• **EXERCISE GOAL**
Find the line containing "PartialEq, Eq, Serialize, Deserialize)]" in the entries below. Restate it and each line after it, word for word, up to and including the line containing "vers le dessus)".

** RECORDS SUPPLIED follows **

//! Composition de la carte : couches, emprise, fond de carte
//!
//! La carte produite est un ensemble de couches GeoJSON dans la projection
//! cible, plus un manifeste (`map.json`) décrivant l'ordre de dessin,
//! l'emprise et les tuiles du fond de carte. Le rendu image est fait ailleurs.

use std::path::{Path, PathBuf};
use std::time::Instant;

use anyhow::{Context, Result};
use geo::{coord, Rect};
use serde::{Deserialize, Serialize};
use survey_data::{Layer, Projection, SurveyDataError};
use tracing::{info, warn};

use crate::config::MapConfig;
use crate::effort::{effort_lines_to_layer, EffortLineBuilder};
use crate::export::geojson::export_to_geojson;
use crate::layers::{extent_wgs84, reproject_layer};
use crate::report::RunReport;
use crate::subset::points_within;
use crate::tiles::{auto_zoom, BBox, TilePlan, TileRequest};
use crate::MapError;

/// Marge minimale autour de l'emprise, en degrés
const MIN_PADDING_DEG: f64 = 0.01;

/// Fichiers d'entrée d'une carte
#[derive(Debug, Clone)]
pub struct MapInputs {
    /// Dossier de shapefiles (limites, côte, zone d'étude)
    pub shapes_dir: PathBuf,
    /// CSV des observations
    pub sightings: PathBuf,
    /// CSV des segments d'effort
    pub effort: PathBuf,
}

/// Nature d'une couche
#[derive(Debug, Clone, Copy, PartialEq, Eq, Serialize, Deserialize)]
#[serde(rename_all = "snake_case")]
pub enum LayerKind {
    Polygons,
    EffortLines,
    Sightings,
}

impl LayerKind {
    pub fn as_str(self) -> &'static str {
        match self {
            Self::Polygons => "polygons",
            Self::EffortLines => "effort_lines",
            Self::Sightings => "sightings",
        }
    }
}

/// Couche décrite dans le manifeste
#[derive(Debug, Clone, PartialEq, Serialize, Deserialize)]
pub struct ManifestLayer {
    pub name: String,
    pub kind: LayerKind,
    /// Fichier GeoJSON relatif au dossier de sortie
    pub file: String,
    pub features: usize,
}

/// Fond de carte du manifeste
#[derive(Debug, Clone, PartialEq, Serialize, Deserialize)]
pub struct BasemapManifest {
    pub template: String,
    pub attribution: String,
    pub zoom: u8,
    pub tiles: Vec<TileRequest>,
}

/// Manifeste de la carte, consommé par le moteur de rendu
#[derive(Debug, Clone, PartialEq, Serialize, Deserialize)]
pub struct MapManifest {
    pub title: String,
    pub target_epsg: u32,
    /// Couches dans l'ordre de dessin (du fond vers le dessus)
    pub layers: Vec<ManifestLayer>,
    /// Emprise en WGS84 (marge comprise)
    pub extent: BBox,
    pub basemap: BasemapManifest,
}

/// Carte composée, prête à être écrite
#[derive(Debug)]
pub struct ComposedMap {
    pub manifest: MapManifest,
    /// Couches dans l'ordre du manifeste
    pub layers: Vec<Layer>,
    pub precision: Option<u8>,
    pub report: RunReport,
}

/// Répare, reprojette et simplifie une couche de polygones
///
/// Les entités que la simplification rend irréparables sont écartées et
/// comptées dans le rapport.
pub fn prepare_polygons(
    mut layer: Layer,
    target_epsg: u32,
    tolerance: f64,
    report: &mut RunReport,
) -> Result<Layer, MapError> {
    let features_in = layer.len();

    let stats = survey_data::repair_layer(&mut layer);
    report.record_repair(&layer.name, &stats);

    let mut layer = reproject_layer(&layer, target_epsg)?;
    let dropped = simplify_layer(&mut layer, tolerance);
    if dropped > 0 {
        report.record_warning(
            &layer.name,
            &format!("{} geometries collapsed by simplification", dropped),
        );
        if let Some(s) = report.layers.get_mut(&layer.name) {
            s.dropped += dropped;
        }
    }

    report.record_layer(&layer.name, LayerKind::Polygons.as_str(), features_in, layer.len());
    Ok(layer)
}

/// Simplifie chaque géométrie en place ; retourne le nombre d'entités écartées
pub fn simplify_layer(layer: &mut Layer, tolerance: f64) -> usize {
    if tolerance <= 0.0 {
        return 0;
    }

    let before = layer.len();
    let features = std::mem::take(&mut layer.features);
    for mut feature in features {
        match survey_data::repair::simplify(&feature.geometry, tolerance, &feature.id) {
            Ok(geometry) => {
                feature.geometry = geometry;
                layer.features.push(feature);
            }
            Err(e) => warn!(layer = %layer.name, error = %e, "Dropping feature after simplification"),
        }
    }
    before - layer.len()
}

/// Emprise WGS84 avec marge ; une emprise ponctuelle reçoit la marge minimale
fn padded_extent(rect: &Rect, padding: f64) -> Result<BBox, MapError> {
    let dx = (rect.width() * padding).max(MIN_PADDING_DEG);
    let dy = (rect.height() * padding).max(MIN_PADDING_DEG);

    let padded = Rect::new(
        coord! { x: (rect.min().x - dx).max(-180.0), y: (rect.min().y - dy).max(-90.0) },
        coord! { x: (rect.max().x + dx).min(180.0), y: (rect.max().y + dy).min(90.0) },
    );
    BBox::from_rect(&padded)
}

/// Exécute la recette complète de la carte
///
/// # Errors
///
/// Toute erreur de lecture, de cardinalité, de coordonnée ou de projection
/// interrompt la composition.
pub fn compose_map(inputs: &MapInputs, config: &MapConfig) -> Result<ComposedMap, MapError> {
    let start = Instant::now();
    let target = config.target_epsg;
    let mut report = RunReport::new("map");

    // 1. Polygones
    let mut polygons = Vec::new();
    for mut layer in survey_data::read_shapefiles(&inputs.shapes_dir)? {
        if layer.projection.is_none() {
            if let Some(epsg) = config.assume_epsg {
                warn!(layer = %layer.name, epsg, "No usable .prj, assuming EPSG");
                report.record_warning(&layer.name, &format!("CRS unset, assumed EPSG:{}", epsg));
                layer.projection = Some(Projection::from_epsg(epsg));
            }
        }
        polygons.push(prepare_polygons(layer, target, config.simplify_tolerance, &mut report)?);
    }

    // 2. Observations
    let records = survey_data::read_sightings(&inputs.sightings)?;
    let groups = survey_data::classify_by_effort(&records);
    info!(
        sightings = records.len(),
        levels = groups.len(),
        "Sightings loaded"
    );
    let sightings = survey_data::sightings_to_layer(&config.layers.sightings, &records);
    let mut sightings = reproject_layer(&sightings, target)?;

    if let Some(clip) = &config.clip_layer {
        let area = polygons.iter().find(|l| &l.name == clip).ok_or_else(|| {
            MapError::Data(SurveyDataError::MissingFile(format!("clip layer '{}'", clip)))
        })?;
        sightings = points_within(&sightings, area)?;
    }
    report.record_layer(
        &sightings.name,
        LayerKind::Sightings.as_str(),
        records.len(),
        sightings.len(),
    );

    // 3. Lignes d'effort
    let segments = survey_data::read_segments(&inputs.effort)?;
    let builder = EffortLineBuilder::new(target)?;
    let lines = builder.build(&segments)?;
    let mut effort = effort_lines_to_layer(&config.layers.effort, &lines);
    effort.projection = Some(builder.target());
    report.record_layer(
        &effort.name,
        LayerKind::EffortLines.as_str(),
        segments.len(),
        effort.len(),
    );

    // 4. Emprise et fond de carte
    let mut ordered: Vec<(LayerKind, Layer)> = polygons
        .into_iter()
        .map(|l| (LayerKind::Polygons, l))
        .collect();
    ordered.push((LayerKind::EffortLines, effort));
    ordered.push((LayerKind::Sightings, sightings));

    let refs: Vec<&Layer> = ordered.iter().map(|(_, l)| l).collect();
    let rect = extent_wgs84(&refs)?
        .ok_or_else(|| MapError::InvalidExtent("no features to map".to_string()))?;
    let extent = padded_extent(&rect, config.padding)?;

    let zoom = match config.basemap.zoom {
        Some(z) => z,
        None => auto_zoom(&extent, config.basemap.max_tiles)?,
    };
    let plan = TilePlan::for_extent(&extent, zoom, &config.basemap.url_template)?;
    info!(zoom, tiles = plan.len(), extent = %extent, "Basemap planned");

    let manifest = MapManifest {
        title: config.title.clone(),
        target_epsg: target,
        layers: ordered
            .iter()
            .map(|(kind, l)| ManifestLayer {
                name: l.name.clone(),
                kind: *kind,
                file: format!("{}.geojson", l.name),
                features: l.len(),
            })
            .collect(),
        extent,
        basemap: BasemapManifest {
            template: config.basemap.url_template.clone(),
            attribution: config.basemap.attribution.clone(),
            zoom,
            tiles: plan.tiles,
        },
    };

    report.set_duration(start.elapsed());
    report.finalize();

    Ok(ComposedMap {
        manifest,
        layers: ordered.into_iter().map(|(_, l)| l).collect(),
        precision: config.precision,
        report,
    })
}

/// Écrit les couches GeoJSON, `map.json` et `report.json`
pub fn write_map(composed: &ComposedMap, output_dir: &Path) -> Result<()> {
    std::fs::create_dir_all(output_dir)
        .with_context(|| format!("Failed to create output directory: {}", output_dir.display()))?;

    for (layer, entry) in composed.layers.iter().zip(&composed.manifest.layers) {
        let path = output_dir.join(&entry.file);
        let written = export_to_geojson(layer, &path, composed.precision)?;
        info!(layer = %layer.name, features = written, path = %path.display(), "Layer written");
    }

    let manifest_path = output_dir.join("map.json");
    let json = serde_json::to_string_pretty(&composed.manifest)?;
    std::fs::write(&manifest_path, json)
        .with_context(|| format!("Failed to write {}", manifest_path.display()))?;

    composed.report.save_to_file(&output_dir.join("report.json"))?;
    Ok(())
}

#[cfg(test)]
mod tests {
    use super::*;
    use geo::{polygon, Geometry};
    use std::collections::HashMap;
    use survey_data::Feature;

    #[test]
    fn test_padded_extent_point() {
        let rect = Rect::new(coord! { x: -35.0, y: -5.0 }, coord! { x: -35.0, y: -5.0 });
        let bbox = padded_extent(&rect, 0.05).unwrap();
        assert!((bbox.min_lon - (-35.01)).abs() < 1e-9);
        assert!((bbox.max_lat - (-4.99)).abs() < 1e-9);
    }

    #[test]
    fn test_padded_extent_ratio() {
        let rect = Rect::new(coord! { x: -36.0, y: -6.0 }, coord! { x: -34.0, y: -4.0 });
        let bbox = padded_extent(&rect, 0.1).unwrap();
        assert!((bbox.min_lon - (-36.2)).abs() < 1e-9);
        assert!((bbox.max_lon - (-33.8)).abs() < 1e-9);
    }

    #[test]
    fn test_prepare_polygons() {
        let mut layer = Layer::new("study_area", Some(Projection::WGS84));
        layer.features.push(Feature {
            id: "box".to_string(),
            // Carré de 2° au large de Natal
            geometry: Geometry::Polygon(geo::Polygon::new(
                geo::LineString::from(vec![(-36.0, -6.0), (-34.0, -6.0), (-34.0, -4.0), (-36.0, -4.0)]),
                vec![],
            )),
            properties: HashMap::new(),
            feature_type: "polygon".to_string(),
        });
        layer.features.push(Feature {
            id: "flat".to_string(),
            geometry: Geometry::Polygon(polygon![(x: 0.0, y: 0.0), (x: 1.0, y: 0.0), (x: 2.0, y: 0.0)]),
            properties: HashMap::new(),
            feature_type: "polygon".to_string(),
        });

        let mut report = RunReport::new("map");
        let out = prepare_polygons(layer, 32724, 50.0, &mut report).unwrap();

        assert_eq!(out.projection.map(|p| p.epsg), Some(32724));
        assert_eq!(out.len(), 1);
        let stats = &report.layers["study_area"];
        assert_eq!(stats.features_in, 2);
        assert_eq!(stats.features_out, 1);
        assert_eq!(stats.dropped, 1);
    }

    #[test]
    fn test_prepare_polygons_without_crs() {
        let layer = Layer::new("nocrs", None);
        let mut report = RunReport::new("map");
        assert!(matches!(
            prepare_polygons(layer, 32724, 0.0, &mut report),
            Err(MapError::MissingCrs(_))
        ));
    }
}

** End of RECORDS SUPPLIED **

• **YOUR RESPONSE**
#[derive(Debug, Clone, Copy, PartialEq, Eq, Serialize, Deserialize)]
#[serde(rename_all = "snake_case")]
pub enum LayerKind {
    Polygons,
    EffortLines,
    Sightings,
}

impl LayerKind {
    pub fn as_str(self) -> &'static str {
        match self {
            Self::Polygons => "polygons",
            Self::EffortLines => "effort_lines",
            Self::Sightings => "sightings",
        }
    }
}

/// Couche décrite dans le manifeste
#[derive(Debug, Clone, PartialEq, Serialize, Deserialize)]
pub struct ManifestLayer {
    pub name: String,
    pub kind: LayerKind,
    /// Fichier GeoJSON relatif au dossier de sortie
    pub file: String,
    pub features: usize,
}

/// Fond de carte du manifeste
#[derive(Debug, Clone, PartialEq, Serialize, Deserialize)]
pub struct BasemapManifest {
    pub template: String,
    pub attribution: String,
    pub zoom: u8,
    pub tiles: Vec<TileRequest>,
}

/// Manifeste de la carte, consommé par le moteur de rendu
#[derive(Debug, Clone, PartialEq, Serialize, Deserialize)]
pub struct MapManifest {
    pub title: String,
    pub target_epsg: u32,
    /// Couches dans l'ordre de dessin (du fond vers le dessus)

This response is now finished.